- Opening Delimiter -
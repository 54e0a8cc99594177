// Keyfire Input Layer - Device Registry
// The live set of open devices keyed by stable identity

use std::fmt;
use std::os::unix::io::{AsRawFd, RawFd};
use std::path::{Path, PathBuf};

use indexmap::IndexMap;

use super::device::DeviceError;
use super::event::EventSource;
use super::handle::DeviceOpener;

/// Stable identity of an input device.
///
/// Derived from the device's topological path, so it survives the node
/// being renamed when the device is replugged.
#[derive(Debug, Clone, PartialEq, Eq, Hash, PartialOrd, Ord)]
pub struct DeviceId(String);

impl DeviceId {
    pub fn new(id: impl Into<String>) -> Self {
        Self(id.into())
    }

    pub fn as_str(&self) -> &str {
        &self.0
    }
}

impl fmt::Display for DeviceId {
    fn fmt(&self, f: &mut fmt::Formatter<'_>) -> fmt::Result {
        f.write_str(&self.0)
    }
}

impl From<&str> for DeviceId {
    fn from(id: &str) -> Self {
        Self::new(id)
    }
}

impl From<String> for DeviceId {
    fn from(id: String) -> Self {
        Self(id)
    }
}

struct Entry<D> {
    path: PathBuf,
    device: D,
}

/// Owns every open device.
///
/// Devices are kept in insertion order so the readiness set and the order
/// devices are drained in are deterministic. Dropping the registry closes
/// every device.
pub struct DeviceRegistry<O: DeviceOpener> {
    opener: O,
    devices: IndexMap<DeviceId, Entry<O::Device>>,
}

impl<O: DeviceOpener> DeviceRegistry<O> {
    pub fn new(opener: O) -> Self {
        Self {
            opener,
            devices: IndexMap::new(),
        }
    }

    /// Open every candidate and keep the ones that validate.
    ///
    /// Candidates that fail to open or do not report key events are
    /// logged and skipped. Returns the identities that were opened.
    pub fn open_all<I>(&mut self, candidates: I) -> Vec<DeviceId>
    where
        I: IntoIterator<Item = (DeviceId, PathBuf)>,
    {
        let mut opened = Vec::new();
        for (id, path) in candidates {
            if matches!(self.add(id.clone(), &path), Ok(true)) {
                opened.push(id);
            }
        }
        opened
    }

    /// Open and register a single device.
    ///
    /// Returns `Ok(false)` without touching anything when `id` is already
    /// registered. On error the registry is unchanged.
    pub fn add(&mut self, id: DeviceId, path: &Path) -> Result<bool, DeviceError> {
        if self.devices.contains_key(&id) {
            log::debug!("Device {} is already open", id);
            return Ok(false);
        }

        match self.opener.open(path) {
            Ok(device) => {
                log::info!("Opened {} ({})", path.display(), id);
                self.devices.insert(
                    id,
                    Entry {
                        path: path.to_path_buf(),
                        device,
                    },
                );
                Ok(true)
            }
            Err(e @ DeviceError::NotKeyCapable { .. }) => {
                log::info!("Skipping {}: {}", id, e);
                Err(e)
            }
            Err(e) => {
                log::warn!("Skipping {}: {}", id, e);
                Err(e)
            }
        }
    }

    /// Close and forget a device. Unknown identities are ignored.
    pub fn remove(&mut self, id: &DeviceId) -> bool {
        match self.devices.shift_remove(id) {
            Some(entry) => {
                log::info!("Closed {} ({})", entry.path.display(), id);
                true
            }
            None => false,
        }
    }

    /// Close every device
    pub fn close_all(&mut self) {
        if !self.devices.is_empty() {
            log::debug!("Closing {} device(s)", self.devices.len());
        }
        self.devices.clear();
    }

    pub fn contains(&self, id: &DeviceId) -> bool {
        self.devices.contains_key(id)
    }

    pub fn len(&self) -> usize {
        self.devices.len()
    }

    pub fn is_empty(&self) -> bool {
        self.devices.is_empty()
    }

    /// Node path the device was opened from
    pub fn path(&self, id: &DeviceId) -> Option<&Path> {
        self.devices.get(id).map(|e| e.path.as_path())
    }

    pub fn get_mut(&mut self, id: &DeviceId) -> Option<&mut O::Device> {
        self.devices.get_mut(id).map(|e| &mut e.device)
    }

    /// Identities in registration order
    pub fn ids(&self) -> impl Iterator<Item = &DeviceId> {
        self.devices.keys()
    }

    /// Devices still holding records read ahead of an aborted drain
    pub fn buffered(&self) -> impl Iterator<Item = &DeviceId> {
        self.devices
            .iter()
            .filter(|(_, entry)| entry.device.has_pending())
            .map(|(id, _)| id)
    }

    /// Descriptors to wait on, in registration order
    pub fn raw_fds(&self) -> impl Iterator<Item = (&DeviceId, RawFd)> {
        self.devices
            .iter()
            .map(|(id, entry)| (id, entry.device.as_raw_fd()))
    }

    pub fn opener(&self) -> &O {
        &self.opener
    }

    pub fn opener_mut(&mut self) -> &mut O {
        &mut self.opener
    }
}

impl<O: DeviceOpener> Drop for DeviceRegistry<O> {
    fn drop(&mut self) {
        self.close_all();
    }
}
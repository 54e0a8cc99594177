// Keyfire Hotplug Layer
// Device arrival/departure notifications as a pull-based event surface

mod tracker;
#[cfg(feature = "hotplug")]
mod monitor;

use std::io;
use std::os::unix::io::RawFd;
use std::path::PathBuf;

use crate::input::DeviceId;

pub use tracker::{DeviceNotice, HotplugTracker, NoticeAction};
#[cfg(feature = "hotplug")]
pub use monitor::UdevMonitor;

/// Outcome of consuming one hotplug notification
#[derive(Debug, Clone, PartialEq, Eq)]
pub enum HotplugEvent {
    /// A new key-capable device is ready to be opened
    Added(DeviceId, PathBuf),
    /// A tracked device went away
    Removed(DeviceId),
    /// The notification did not change the tracked set
    NoOp,
    /// The notification channel is broken
    Unavailable,
}

/// Errors from the hotplug channel
#[derive(Debug, thiserror::Error)]
pub enum HotplugError {
    #[error("device monitor unavailable: {0}")]
    Unavailable(#[source] io::Error),
}

/// A source of device snapshots and hotplug notifications.
pub trait HotplugSource {
    /// Snapshot of the devices present now, filtered to key-capable ones.
    /// The returned identities become tracked.
    fn enumerate(&mut self) -> Result<Vec<(DeviceId, PathBuf)>, HotplugError>;

    /// Consume exactly one pending notification. Never blocks.
    ///
    /// Returns [`HotplugEvent::Unavailable`] once the channel reports an
    /// error or hangup; the caller stops waiting on it.
    fn poll(&mut self) -> HotplugEvent;

    /// Stop tracking `id` without a notification, so a later notification
    /// for it is treated as new.
    fn forget(&mut self, id: &DeviceId);

    /// Descriptor that becomes readable when a notification is pending
    fn raw_fd(&self) -> Option<RawFd>;
}

/// Whether `fd` reports an error or hangup right now
#[cfg_attr(not(feature = "hotplug"), allow(dead_code))]
pub(crate) fn channel_broken(fd: RawFd) -> bool {
    let mut pfd = libc::pollfd {
        fd,
        events: libc::POLLIN,
        revents: 0,
    };
    // SAFETY: a single pollfd on the stack and a zero timeout.
    let ready = unsafe { libc::poll(&mut pfd, 1, 0) };
    if ready < 0 {
        return io::Error::last_os_error().kind() != io::ErrorKind::Interrupted;
    }
    pfd.revents & (libc::POLLERR | libc::POLLHUP | libc::POLLNVAL) != 0
}
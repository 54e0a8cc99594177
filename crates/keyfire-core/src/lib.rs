// Keyfire Core Library
// Global shortcut matching over raw evdev input with device hotplug

pub mod config;
pub mod event;
pub mod hotplug;
pub mod input;
pub mod key;
pub mod output;
pub mod shortcut;
pub mod state;

pub use config::{default_config_path, resolve_config_path, Config, ConfigError};
pub use event::{
    list_devices, CycleReport, DeviceInfo, EventLoop, EventLoopError, EventLoopResult, LoopConfig,
    LoopState, Readiness,
};
pub use hotplug::{HotplugError, HotplugEvent, HotplugSource, HotplugTracker};
#[cfg(feature = "hotplug")]
pub use hotplug::UdevMonitor;
pub use input::{
    drain_events, is_key_capable, is_key_event, DeviceCapabilities, DeviceError, DeviceHandle,
    DeviceId, DeviceOpener, DeviceRegistry, EvdevOpener, EventSource, IngestError, RawEvent,
};
pub use key::{key_from_name, key_name, Key, MAX_KEY};
pub use output::{CommandSink, LaunchError, ProcessLauncher, RecordingSink};
pub use shortcut::{Shortcut, ShortcutError, ShortcutMatcher};
pub use state::{KeySet, KeyState, UsedKeys};
// Keyfire Hotplug Layer - Monitor
// Input subsystem enumeration and netlink notifications via libudev

use std::ffi::OsStr;
use std::os::unix::io::{AsRawFd, RawFd};
use std::path::{Path, PathBuf};

use super::{
    channel_broken, DeviceNotice, HotplugError, HotplugEvent, HotplugSource, HotplugTracker,
    NoticeAction,
};
use crate::input::{set_nonblocking, DeviceId};

const SUBSYSTEM: &str = "input";

/// Watches the input subsystem through a udev monitor socket.
///
/// The socket is bound before the initial enumeration so that no device
/// plugged in between the two is missed.
pub struct UdevMonitor {
    socket: udev::MonitorSocket,
    tracker: HotplugTracker,
}

impl UdevMonitor {
    pub fn new() -> Result<Self, HotplugError> {
        let socket = udev::MonitorBuilder::new()
            .and_then(|builder| builder.match_subsystem(SUBSYSTEM))
            .and_then(|builder| builder.listen())
            .map_err(HotplugError::Unavailable)?;

        set_nonblocking(socket.as_raw_fd()).map_err(HotplugError::Unavailable)?;

        Ok(Self {
            socket,
            tracker: HotplugTracker::new(),
        })
    }

    pub fn tracker(&self) -> &HotplugTracker {
        &self.tracker
    }
}

impl HotplugSource for UdevMonitor {
    fn enumerate(&mut self) -> Result<Vec<(DeviceId, PathBuf)>, HotplugError> {
        let mut enumerator = udev::Enumerator::new().map_err(HotplugError::Unavailable)?;
        enumerator
            .match_subsystem(SUBSYSTEM)
            .map_err(HotplugError::Unavailable)?;
        let devices = enumerator
            .scan_devices()
            .map_err(HotplugError::Unavailable)?;

        let notices = devices.map(|device| notice_for(&device, NoticeAction::Present));
        Ok(self.tracker.seed(notices))
    }

    fn poll(&mut self) -> HotplugEvent {
        let Some(event) = self.socket.iter().next() else {
            // An empty receive is normal after a filtered or truncated
            // message; only a socket error or hangup means the channel is gone.
            if channel_broken(self.socket.as_raw_fd()) {
                log::warn!("udev monitor socket reported an error");
                return HotplugEvent::Unavailable;
            }
            return HotplugEvent::NoOp;
        };

        let action = event
            .action()
            .and_then(OsStr::to_str)
            .map(NoticeAction::from_action)
            .unwrap_or(NoticeAction::Other);
        log::trace!("udev {} {}", action, event.devpath().to_string_lossy());

        self.tracker.observe(notice_for(&event, action))
    }

    fn forget(&mut self, id: &DeviceId) {
        self.tracker.forget(id);
    }

    fn raw_fd(&self) -> Option<RawFd> {
        Some(self.socket.as_raw_fd())
    }
}

fn notice_for(device: &udev::Device, action: NoticeAction) -> DeviceNotice {
    DeviceNotice {
        action,
        id: DeviceId::new(device.devpath().to_string_lossy()),
        path: event_node(device),
        key_input: has_flag(device, "ID_INPUT_KEYBOARD") || has_flag(device, "ID_INPUT_KEY"),
        initialized: device.is_initialized(),
    }
}

fn has_flag(device: &udev::Device, property: &str) -> bool {
    device.property_value(property) == Some(OsStr::new("1"))
}

/// Path to open for an evdev node: the first existing symlink, else the node.
fn event_node(device: &udev::Device) -> Option<PathBuf> {
    let devnode = device.devnode()?;
    let is_event = devnode
        .file_name()
        .and_then(OsStr::to_str)
        .is_some_and(|name| name.starts_with("event"));
    if !is_event {
        return None;
    }

    let link = device
        .property_value("DEVLINKS")
        .and_then(OsStr::to_str)
        .and_then(|links| {
            links
                .split_whitespace()
                .map(Path::new)
                .find(|path| path.exists())
        });

    link.or_else(|| devnode.exists().then_some(devnode))
        .map(Path::to_path_buf)
}
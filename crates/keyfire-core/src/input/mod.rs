// Keyfire Input Layer
// Device capability checks, handles, the registry and event ingestion

mod device;
pub mod event;
mod handle;
mod registry;

pub use device::{is_key_capable, DeviceCapabilities, DeviceError};
pub use event::{drain_events, is_key_event, EventSource, IngestError, RawEvent};
pub use handle::{DeviceHandle, DeviceOpener, EvdevOpener};
pub(crate) use handle::set_nonblocking;
pub use registry::{DeviceId, DeviceRegistry};
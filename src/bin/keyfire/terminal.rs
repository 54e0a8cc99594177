// Keyfire CLI - Terminal Echo
// Keeps typed keys off the terminal while --print-keys shows them

use std::io;
use std::os::unix::io::RawFd;

/// Restores the saved terminal attributes on drop
pub struct EchoGuard {
    fd: RawFd,
    saved: libc::termios,
}

impl EchoGuard {
    /// Turn off echo on `fd`. Returns `None` when `fd` is not a terminal.
    pub fn disable(fd: RawFd) -> io::Result<Option<Self>> {
        // SAFETY: isatty only inspects the descriptor.
        if unsafe { libc::isatty(fd) } == 0 {
            return Ok(None);
        }

        // SAFETY: termios is plain data; tcgetattr fills it in.
        let mut saved: libc::termios = unsafe { std::mem::zeroed() };
        if unsafe { libc::tcgetattr(fd, &mut saved) } != 0 {
            return Err(io::Error::last_os_error());
        }

        let mut quiet = saved;
        quiet.c_lflag &= !libc::ECHO;
        if unsafe { libc::tcsetattr(fd, libc::TCSANOW, &quiet) } != 0 {
            return Err(io::Error::last_os_error());
        }

        Ok(Some(Self { fd, saved }))
    }
}

impl Drop for EchoGuard {
    fn drop(&mut self) {
        // SAFETY: restoring attributes read from the same descriptor.
        if unsafe { libc::tcsetattr(self.fd, libc::TCSANOW, &self.saved) } != 0 {
            log::warn!(
                "Failed to restore terminal echo: {}",
                io::Error::last_os_error()
            );
        }
    }
}

#[cfg(test)]
mod tests {
    use super::*;

    #[test]
    fn test_not_a_terminal() {
        let mut fds = [0; 2];
        assert_eq!(unsafe { libc::pipe(fds.as_mut_ptr()) }, 0);
        assert!(EchoGuard::disable(fds[0]).unwrap().is_none());
        unsafe {
            libc::close(fds[0]);
            libc::close(fds[1]);
        }
    }
}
- Closing Delimiter -
# Your objective
Search the entries for the word "attributes" and gather every line where it appears.

# Written reply
/// Restores the saved terminal attributes on drop
        // SAFETY: restoring attributes read from the same descriptor.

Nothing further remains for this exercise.